In an effort to alleviate supply limitations affecting industrial and commercial customers due to disruptions in imports caused by the Iran war, the Center has raised the allotment of commercial LPG cylinders to 70% of demand, up from 50%.
In response to a government order, the amended allotment brings the supply of packed non-domestic LPG back up to 70% of its pre-crisis levels, with an extra 20% added to the existing 50%. Industries that use a lot of energy could feel some respite from this decision soon.
The steel, automotive, textile, dye, chemical, and plastics industries will receive priority in the allocation of LPG because of the importance of LPG in these sectors for specialised heating processes that natural gas cannot replicate.

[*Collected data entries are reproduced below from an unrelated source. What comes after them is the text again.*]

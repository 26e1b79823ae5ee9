//! Subscription lists for change notifications.
//!
//! Components that publish events ([`ChangeTracker`](crate::change_tracker::ChangeTracker),
//! [`FoldingModel`](crate::folding::FoldingModel)) own a [`Subscribers`] list. Callbacks are
//! registered with `subscribe`, which hands back a [`SubscriptionId`] that can later be passed to
//! `unsubscribe`.

use std::fmt;

/// Handle identifying a registered callback.
#[derive(Debug, Clone, Copy, PartialEq, Eq, PartialOrd, Ord, Hash)]
pub struct SubscriptionId(u64);

/// Boxed notification callback.
pub type Callback<E> = Box<dyn FnMut(&E) + Send>;

/// An ordered list of callbacks for events of type `E`.
pub struct Subscribers<E> {
    next_id: u64,
    callbacks: Vec<(SubscriptionId, Callback<E>)>,
}

impl<E> Subscribers<E> {
    /// Create an empty list.
    pub fn new() -> Self {
        Self {
            next_id: 0,
            callbacks: Vec::new(),
        }
    }

    /// Register a callback.
    pub fn subscribe<F>(&mut self, callback: F) -> SubscriptionId
    where
        F: FnMut(&E) + Send + 'static,
    {
        let id = SubscriptionId(self.next_id);
        self.next_id += 1;
        self.callbacks.push((id, Box::new(callback)));
        id
    }

    /// Remove a callback. Returns `false` if `id` was not registered.
    pub fn unsubscribe(&mut self, id: SubscriptionId) -> bool {
        let before = self.callbacks.len();
        self.callbacks.retain(|(existing, _)| *existing != id);
        self.callbacks.len() != before
    }

    /// Invoke every callback, in registration order.
    pub fn notify(&mut self, event: &E) {
        for (_, callback) in &mut self.callbacks {
            callback(event);
        }
    }

    /// Number of registered callbacks.
    pub fn len(&self) -> usize {
        self.callbacks.len()
    }

    /// Returns `true` if nothing is subscribed.
    pub fn is_empty(&self) -> bool {
        self.callbacks.is_empty()
    }

    /// Drop every callback.
    pub fn clear(&mut self) {
        self.callbacks.clear();
    }
}

impl<E> Default for Subscribers<E> {
    fn default() -> Self {
        Self::new()
    }
}

impl<E> fmt::Debug for Subscribers<E> {
    fn fmt(&self, f: &mut fmt::Formatter<'_>) -> fmt::Result {
        f.debug_struct("Subscribers")
            .field("len", &self.callbacks.len())
            .finish()
    }
}

#[cfg(test)]
mod tests {
    use super::*;
    use std::sync::{Arc, Mutex};

    #[test]
    fn test_subscribe_notify_unsubscribe() {
        let mut subscribers = Subscribers::<u32>::new();
        let seen = Arc::new(Mutex::new(Vec::new()));

        let seen_clone = seen.clone();
        let id = subscribers.subscribe(move |event| {
            seen_clone.lock().unwrap().push(*event);
        });

        subscribers.notify(&1);
        assert!(subscribers.unsubscribe(id));
        assert!(!subscribers.unsubscribe(id));
        subscribers.notify(&2);

        assert_eq!(*seen.lock().unwrap(), vec![1]);
        assert!(subscribers.is_empty());
    }
}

Oil marketing companies require commercial and industrial users to register and apply for piped natural gas (PNG) connections through city gas distribution networks in order to obtain the additional 20% allotment. Nevertheless, sectors where LPG is indispensable and cannot be replaced will be exempted.
To further assist industrial operations and stable supply chains, the government has also requested that states use an extra 10% allocation based on reform.

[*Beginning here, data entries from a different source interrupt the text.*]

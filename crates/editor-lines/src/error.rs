//! Error types.
//!
//! Every error here is a contract violation: an out-of-range index, an invalid fold range, a
//! misbehaving generator. They are returned immediately and never swallowed, because continuing
//! would leave the shared structures inconsistent. Environmental failures (an unreadable
//! baseline) are not errors; they are logged and degraded by the change tracker.

use thiserror::Error;

use crate::folding::FoldId;

/// Errors produced by [`RunList`](crate::run_list::RunList).
#[derive(Debug, Clone, PartialEq, Eq, Error)]
pub enum RunListError {
    #[error("index {index} out of range for length {len}")]
    /// An index was outside `0..len` (or `0..=len` for insertion).
    IndexOutOfRange {
        /// The offending index.
        index: usize,
        /// Logical element count at the time of the call.
        len: usize,
    },

    #[error("range {start}..{end} out of range for length {len}")]
    /// A removal range extended past the end of the list.
    RangeOutOfRange {
        /// Range start (inclusive).
        start: usize,
        /// Range end (exclusive).
        end: usize,
        /// Logical element count at the time of the call.
        len: usize,
    },
}

/// Errors produced by [`TextBuffer`](crate::buffer::TextBuffer).
#[derive(Debug, Clone, PartialEq, Eq, Error)]
pub enum BufferError {
    #[error("offset {offset} out of range for document length {len}")]
    /// A char offset was past the end of the document.
    OffsetOutOfRange {
        /// The offending offset.
        offset: usize,
        /// Document length in chars.
        len: usize,
    },

    #[error("line {line} out of range (document has {line_count} lines)")]
    /// A 1-based line number was `0` or past the last line.
    LineOutOfRange {
        /// The offending line number.
        line: usize,
        /// Number of lines in the document.
        line_count: usize,
    },
}

/// Errors produced by [`FoldingModel`](crate::folding::FoldingModel).
#[derive(Debug, Clone, PartialEq, Eq, Error)]
pub enum FoldingError {
    #[error("invalid fold range {start}..{end} (document length {len})")]
    /// `end <= start`, or one of the offsets is past the end of the document.
    InvalidRange {
        /// Requested start offset.
        start: usize,
        /// Requested end offset.
        end: usize,
        /// Document length in chars.
        len: usize,
    },

    #[error("unknown fold region {0:?}")]
    /// The handle does not name a live region (it was removed or pruned).
    UnknownFold(FoldId),
}

/// Errors produced while building or querying a [`VisualLine`](crate::visual_line::VisualLine).
#[derive(Debug, Clone, PartialEq, Eq, Error)]
pub enum LayoutError {
    #[error(
        "generator '{generator}' reported interest at {interest}, before the requested offset {offset}"
    )]
    /// A generator answered `first_interested_offset(offset)` with a smaller offset.
    InterestBeforeOffset {
        /// Name of the misbehaving generator.
        generator: String,
        /// The offset the generator was asked about.
        offset: usize,
        /// The offset it reported.
        interest: usize,
    },

    #[error("generator '{generator}' constructed an element ending at {end}, past the document end {len}")]
    /// A generator produced an element that runs off the end of the document.
    ElementPastDocumentEnd {
        /// Name of the misbehaving generator.
        generator: String,
        /// Absolute end offset of the element.
        end: usize,
        /// Document length in chars.
        len: usize,
    },

    #[error("transformer '{transformer}' changed the document length from {expected} to {actual}")]
    /// A transformer added or removed document text from the element list.
    TransformerChangedLength {
        /// Name of the misbehaving transformer.
        transformer: String,
        /// Document length spanned before the transformer ran.
        expected: usize,
        /// Document length spanned afterwards.
        actual: usize,
    },

    #[error("relative text offset {offset} out of range (line spans {len})")]
    /// A relative text offset was past the end of the visual line.
    OffsetOutOfRange {
        /// The offending relative offset.
        offset: usize,
        /// Document length spanned by the visual line.
        len: usize,
    },

    #[error("visual column {column} out of range (visual length {len})")]
    /// A visual column was past the end of the visual line.
    ColumnOutOfRange {
        /// The offending column.
        column: usize,
        /// Visual length of the line.
        len: usize,
    },

    #[error(transparent)]
    /// The underlying buffer rejected a line or offset.
    Buffer(#[from] BufferError),
}

/// Errors produced by [`ChangeTracker`](crate::change_tracker::ChangeTracker).
#[derive(Debug, Clone, PartialEq, Eq, Error)]
pub enum TrackerError {
    #[error("change tracker has been disposed")]
    /// The tracker was disposed and no longer accepts edit notifications.
    Disposed,

    #[error("change tracker is not initialized")]
    /// An edit notification arrived before `initialize`.
    Uninitialized,

    #[error("line {line} out of range (tracker holds {line_count} lines)")]
    /// An edit notification named a line the tracker does not know about.
    LineOutOfRange {
        /// The offending 1-based line number.
        line: usize,
        /// Number of document lines tracked.
        line_count: usize,
    },

    #[error(transparent)]
    /// The record list rejected an index.
    RunList(#[from] RunListError),
}

/// Crate-level error returned by [`EditorDocument`](crate::document::EditorDocument).
#[derive(Debug, Clone, PartialEq, Eq, Error)]
pub enum Error {
    #[error(transparent)]
    /// Buffer error.
    Buffer(#[from] BufferError),

    #[error(transparent)]
    /// Folding error.
    Folding(#[from] FoldingError),

    #[error(transparent)]
    /// Layout error.
    Layout(#[from] LayoutError),

    #[error(transparent)]
    /// Change tracker error.
    Tracker(#[from] TrackerError),
}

The hospitality, food processing, and community kitchen industries, as well as migratory workers, were earlier targets of these initiatives. Official statistics show that as of March 25, more than 37,000 cylinders of 5 kilogram free trade LPG have been provided to migrant workers.
Authorities at the state and district levels will oversee distribution according to the priorities set by local demand. Iran has also shown signs of being ready to let more liquefied petroleum gas (LPG) shipments from India through the Strait of Hormuz as a result of diplomatic talks, which could alleviate supply-side constraints.